2011 novel by Hassan Aourid

The Morisco is the 2011 novel by the Moroccan novelist, historian, and politician, Hassan Aourid It was published by Dar Abi Raqraq publishing in Rabat. The novel is a historical tragedy that was originally written in French under the title Le Morisque. The novel consists of 300 pages. It was translated into Arabic by the Moroccan writer and novelist, Abdelkarim Jouaiti, and it was printed by the Arab Cultural Center. The author stated that he wrote (The Morisco) in French, and he wished it got translated into Spanish because it is relevant to the Spaniard, but that did not happen, despite signing a contract with a Spanish translating publisher, due to financial obstacles.

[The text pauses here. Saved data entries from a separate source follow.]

//! End-to-end tests driving the public [`Reader`] API, mirroring the
//! testable properties and concrete scenarios spelled out for the parser.

use streamcsv::{CsvError, Field, Format, FormatBuilder, HeaderRow, Reader, VariableColumnPolicy};

fn rows_for(data: &[u8], format: Format, chunk_size: usize) -> Vec<Vec<String>> {
    Reader::from_slice(data, format, chunk_size)
        .unwrap()
        .map(|row| {
            let row = row.unwrap();
            row.iter().map(|f| f.as_str().unwrap().into_owned()).collect()
        })
        .collect()
}

#[test]
fn chunking_invariance() {
    let data = b"a,b,c\n\"hello, world\",2,three\n4,5,\"multi\nline\"\n6,7,8\n";
    let format = FormatBuilder::new().build().unwrap();

    let whole = rows_for(data, format.clone(), data.len());
    for chunk_size in [1, 2, 3, 5, 8, 16, 64] {
        let chunked = rows_for(data, format.clone(), chunk_size);
        assert_eq!(whole, chunked, "mismatch at chunk_size={chunk_size}");
    }
}

#[test]
fn field_count_matches_sum_of_rows() {
    let data = b"a,b,c\n1,2,3\n4,5,6\n7,8,9\n";
    let format = FormatBuilder::new().build().unwrap();
    let reader = Reader::from_slice(data, format, 7).unwrap();
    let total: usize = reader.map(|r| r.unwrap().len()).sum();
    assert_eq!(total, 9);
}

#[test]
fn round_trip_on_quote_free_input() {
    let data = b"a,b,c\none,two,three\nfour,five,six\n";
    let format = FormatBuilder::new().build().unwrap();
    let reader = Reader::from_slice(data, format, 4096).unwrap();
    let rebuilt: Vec<String> = reader
        .map(|r| {
            let row = r.unwrap();
            row.iter().map(|f| f.as_str().unwrap().into_owned()).collect::<Vec<_>>().join(",")
        })
        .collect();
    assert_eq!(rebuilt, vec!["one,two,three", "four,five,six"]);
}

#[test]
fn bom_idempotence() {
    let without_bom = b"x,y\n1,2\n".to_vec();
    let mut with_bom = vec![0xEF, 0xBB, 0xBF];
    with_bom.extend_from_slice(&without_bom);

    let format = FormatBuilder::new().build().unwrap();
    let a = Reader::from_slice(&without_bom, format.clone(), 4096).unwrap();
    let b = Reader::from_slice(&with_bom, format, 4096).unwrap();
    assert_eq!(a.col_names().unwrap().names(), b.col_names().unwrap().names());
}

#[test]
fn crlf_lf_equivalence() {
    let format = FormatBuilder::new().build().unwrap();
    let lf = rows_for(b"a,b\n1,2\n3,4\n", format.clone(), 4096);
    let crlf = rows_for(b"a,b\r\n1,2\r\n3,4\r\n", format.clone(), 4096);
    let lfcr = rows_for(b"a,b\n\r1,2\n\r3,4\n\r", format, 4096);
    assert_eq!(lf, crlf);
    assert_eq!(lf, lfcr);
}

#[test]
fn whitespace_trim_preserves_interior_whitespace() {
    let data = b"a,b\n  hello world  , 2 \n";
    let format = FormatBuilder::new().trim_chars(vec![b' ']).build().unwrap();
    let rows = rows_for(data, format, 4096);
    assert_eq!(rows[0][0], "hello world");
    assert_eq!(rows[0][1], "2");
}

#[test]
fn utf8_resync_after_one_invalid_byte() {
    let mut data = b"a,b\n".to_vec();
    data.push(0xFF);
    data.extend_from_slice(b",ok\n3,4\n");

    let format = FormatBuilder::new().build().unwrap();
    let reader = Reader::from_slice(&data, format, 4096).unwrap();
    let rows: Vec<_> = reader.collect::<Result<_, _>>().unwrap();
    assert_eq!(rows.len(), 2);
    // The invalid byte makes the field invalid UTF-8, so the strict
    // accessor reports it rather than silently swallowing it...
    assert!(rows[0].get(0).unwrap().as_str().is_err());
    // ...while the lossy accessor recovers via U+FFFD substitution and
    // parsing carries on unaffected for every field after it.
    assert!(rows[0].get(0).unwrap().as_str_lossy().contains('\u{FFFD}'));
    assert_eq!(rows[0].get(1).unwrap().as_str().unwrap(), "ok");
    assert_eq!(rows[1].get(0).unwrap().as_str().unwrap(), "3");
    assert_eq!(rows[1].get(1).unwrap().as_str().unwrap(), "4");
}

#[test]
fn utf8_error_counters_are_scoped_to_the_rows_that_actually_had_one() {
    // Three data rows sharing one chunk; only the middle row has a bad byte.
    let mut data = b"a,b\n1,2\n3,".to_vec();
    data.push(0xFF);
    data.extend_from_slice(b"\n5,6\n");

    let format = FormatBuilder::new().build().unwrap();
    let mut reader = Reader::from_slice(&data, format, 4096).unwrap();
    assert!(!reader.had_utf8_errors());
    assert_eq!(reader.utf8_error_count(), 0);

    let mut rows = 0;
    while let Some(row) = reader.next() {
        row.unwrap();
        rows += 1;
    }

    assert_eq!(rows, 3);
    assert!(reader.had_utf8_errors());
    // Exactly the one row with the bad byte is counted, not every row in
    // the chunk it happened to share.
    assert_eq!(reader.utf8_error_count(), 1);
    // The header row counts towards rows_seen even though it never reaches
    // the caller as a `Row`.
    assert_eq!(reader.rows_seen(), 4);
}

#[test]
fn scenario_no_header_exposes_every_row() {
    let data = b"1,2\n3,4\n";
    let format = FormatBuilder::new().header_row(HeaderRow::None).build().unwrap();
    let reader = Reader::from_slice(data, format, 4096).unwrap();
    assert!(reader.col_names().is_none());
    let rows: Vec<_> = reader.collect::<Result<_, _>>().unwrap();
    assert_eq!(rows.len(), 2);
    assert!(matches!(rows[0].get_by_name("anything"), Err(CsvError::UnknownColumn { .. })));
}

#[test]
fn scenario_no_quote_mode_treats_quote_as_ordinary() {
    let data = b"a,b\n\"x,2\n";
    let format = FormatBuilder::new().no_quote().build().unwrap();
    let reader = Reader::from_slice(data, format, 4096).unwrap();
    let rows: Vec<_> = reader.collect::<Result<_, _>>().unwrap();
    assert_eq!(rows[0].get(0).unwrap().raw_bytes(), b"\"x");
    assert_eq!(rows[0].get(1).unwrap().raw_bytes(), b"2");
}

#[test]
fn null_values_are_configurable() {
    let data = b"a,b\nNA,2\n,3\n";
    let format = FormatBuilder::new().null_values(vec!["NA".to_string()]).build().unwrap();
    let reader = Reader::from_slice(data, format, 4096).unwrap();
    let rows: Vec<_> = reader.collect::<Result<_, _>>().unwrap();
    assert!(rows[0].get(0).unwrap().is_null());
    assert!(!rows[1].get(0).unwrap().is_null(), "empty field is not null once the default is overridden");
}

#[test]
fn numeric_type_inference_predicates() {
    let data = b"a,b,c\n42,3.5,hello\n";
    let format = FormatBuilder::new().build().unwrap();
    let reader = Reader::from_slice(data, format, 4096).unwrap();
    let rows: Vec<_> = reader.collect::<Result<_, _>>().unwrap();
    let row = &rows[0];
    assert!(row.get(0).unwrap().is_int());
    assert!(!row.get(0).unwrap().is_float());
    assert!(row.get(1).unwrap().is_float());
    assert!(!row.get(1).unwrap().is_int());
    assert!(row.get(2).unwrap().is_str());
}

#[test]
fn type_coercion_via_get() {
    let data = b"a,b,c\n42,3.5,true\n";
    let format = FormatBuilder::new().build().unwrap();
    let reader = Reader::from_slice(data, format, 4096).unwrap();
    let rows: Vec<_> = reader.collect::<Result<_, _>>().unwrap();
    let row = &rows[0];
    assert_eq!(row.get(0).unwrap().get::<i64>().unwrap(), 42);
    assert_eq!(row.get(1).unwrap().get::<f64>().unwrap(), 3.5);
    assert!(row.get(2).unwrap().get::<bool>().unwrap());
    assert!(matches!(row.get(0).unwrap().get::<bool>(), Err(CsvError::TypeMismatch { .. })));
}

#[test]
fn out_of_range_field_access_is_reported_without_poisoning_iteration() {
    let data = b"a,b\n1,2\n3,4\n";
    let format = FormatBuilder::new().build().unwrap();
    let mut reader = Reader::from_slice(data, format, 4096).unwrap();
    let first = reader.next().unwrap().unwrap();
    assert!(matches!(first.field(5), Err(CsvError::OutOfRange { index: 5, field_count: 2 })));
    // The iterator itself is unaffected by the accessor error above.
    let second = reader.next().unwrap().unwrap();
    assert_eq!(second.get(0).unwrap().as_str().unwrap(), "3");
    assert!(reader.next().is_none());
}

#[test]
fn strict_variable_column_policy_reports_malformed_rows_per_row() {
    let data = b"a,b\n1,2\n3\n4,5\n";
    let format = FormatBuilder::new().variable_column_policy(VariableColumnPolicy::Strict).build().unwrap();
    let reader = Reader::from_slice(data, format, 4096).unwrap();
    let results: Vec<_> = reader.collect();
    assert!(results[0].is_ok());
    assert!(matches!(results[1], Err(CsvError::MalformedRow { expected: 2, actual: 1 })));
    assert!(results[2].is_ok());
}

#[test]
fn header_row_other_than_zero_discards_preceding_rows() {
    let data = b"comment line\nid,value\n1,2\n";
    let format = FormatBuilder::new().header_row(HeaderRow::Index(1)).build().unwrap();
    let reader = Reader::from_slice(data, format, 4096).unwrap();
    assert_eq!(reader.col_names().unwrap().names(), &["id", "value"]);
    let rows: Vec<_> = reader.collect::<Result<_, _>>().unwrap();
    assert_eq!(rows.len(), 1);
    assert_eq!(rows[0].get_by_name("id").unwrap().as_str().unwrap(), "1");
}

#[test]
fn from_reader_over_a_std_io_read_matches_from_slice() {
    let data = b"a,b\n1,2\n3,4\n".to_vec();
    let format = FormatBuilder::new().build().unwrap();

    let via_slice = rows_for(&data, format.clone(), 4096);
    let via_reader: Vec<Vec<String>> = Reader::from_reader(data.as_slice(), format, 3)
        .unwrap()
        .map(|row| {
            let row = row.unwrap();
            row.iter().map(|f: Field| f.as_str().unwrap().into_owned()).collect()
        })
        .collect();

    assert_eq!(via_slice, via_reader);
}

The novel is a rewriting of the biography of Ahmad Shahabul Dein Afoqay, the writer of Kitāb Nāṣir al-dīn ʻalā ʼl-qawm al-kāfirīn (The Triumpher of Religion Over Infidels) who escaped Andulsia to Morocco to take refuge in Ahmad al-Mansur the Saadi Sultan of Morocco and his son's thrones.

He rewrote the biography in a modern novelistic way, relying on history and resorting to the imagination to full any gaps in the original biography. The novel navigates important historical causes and issues, like the cause of the Moriscos and its repetition throughout history. As well as the cause of oppressing under the excuse of religion, the cause of civilization and cultural coalition, conversation between religions and religious belonging, and people's revolutions.

The novel is set between 1597 and 1942, and in it, Shahabul Dein talks about the hard times the Moriscos were facing, especially after the fall of Andalusia and Granada.

Shahabul Dein is one of the Moriscos who chose going to Morocco from Spain after losing all he has. The second part conveys his story with immigration and how he was able to reconstruct himself and become a writer for the Saadi Sultan, Ahmad Mansur Ath-Thahabi, and here we find out the hardships he faced.